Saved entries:
use std::collections::HashMap;

use sagaflow_diagram::{Association, SequenceFlow, TextAnnotation};

/// Sequence flows by id. The first flow wins when ids repeat.
pub(crate) struct FlowIndex<'a> {
  flows: HashMap<&'a str, &'a SequenceFlow>,
}

impl<'a> FlowIndex<'a> {
  pub(crate) fn new(flows: &'a [SequenceFlow]) -> Self {
    let mut index = HashMap::with_capacity(flows.len());
    for flow in flows {
      index.entry(flow.id.as_str()).or_insert(flow);
    }
    Self { flows: index }
  }

  /// Target node id of a flow.
  pub(crate) fn target(&self, flow_id: &str) -> Option<&'a str> {
    self.flows.get(flow_id).map(|flow| flow.target_ref.as_str())
  }
}

/// Outcome of looking up a node's annotation.
#[derive(Debug, PartialEq)]
pub(crate) enum AnnotationLookup<'a> {
  /// No association starts at this node, or the annotation has no text.
  Absent,
  Text(&'a str),
  /// The node's association targets an annotation that does not exist.
  Missing { annotation_id: &'a str },
}

/// Annotation text by associated node id.
///
/// Only the first association of a node is followed.
pub(crate) struct AnnotationIndex<'a> {
  texts: HashMap<&'a str, Option<&'a str>>,
  by_source: HashMap<&'a str, &'a str>,
}

impl<'a> AnnotationIndex<'a> {
  pub(crate) fn new(associations: &'a [Association], annotations: &'a [TextAnnotation]) -> Self {
    let mut texts = HashMap::with_capacity(annotations.len());
    for annotation in annotations {
      texts
        .entry(annotation.id.as_str())
        .or_insert(annotation.text.as_deref());
    }

    let mut by_source = HashMap::with_capacity(associations.len());
    for association in associations {
      by_source
        .entry(association.source_ref.as_str())
        .or_insert(association.target_ref.as_str());
    }

    Self { texts, by_source }
  }

  pub(crate) fn lookup(&self, node_id: &str) -> AnnotationLookup<'a> {
    let Some(&annotation_id) = self.by_source.get(node_id) else {
      return AnnotationLookup::Absent;
    };
    match self.texts.get(annotation_id) {
      None => AnnotationLookup::Missing { annotation_id },
      Some(text) => text
        .map(str::trim)
        .filter(|text| !text.is_empty())
        .map_or(AnnotationLookup::Absent, AnnotationLookup::Text),
    }
  }
}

### Work task
Where the word "Some" appears in a line of the entries, copy that line.

### Response to this task
    let Some(&annotation_id) = self.by_source.get(node_id) else {
      Some(text) => text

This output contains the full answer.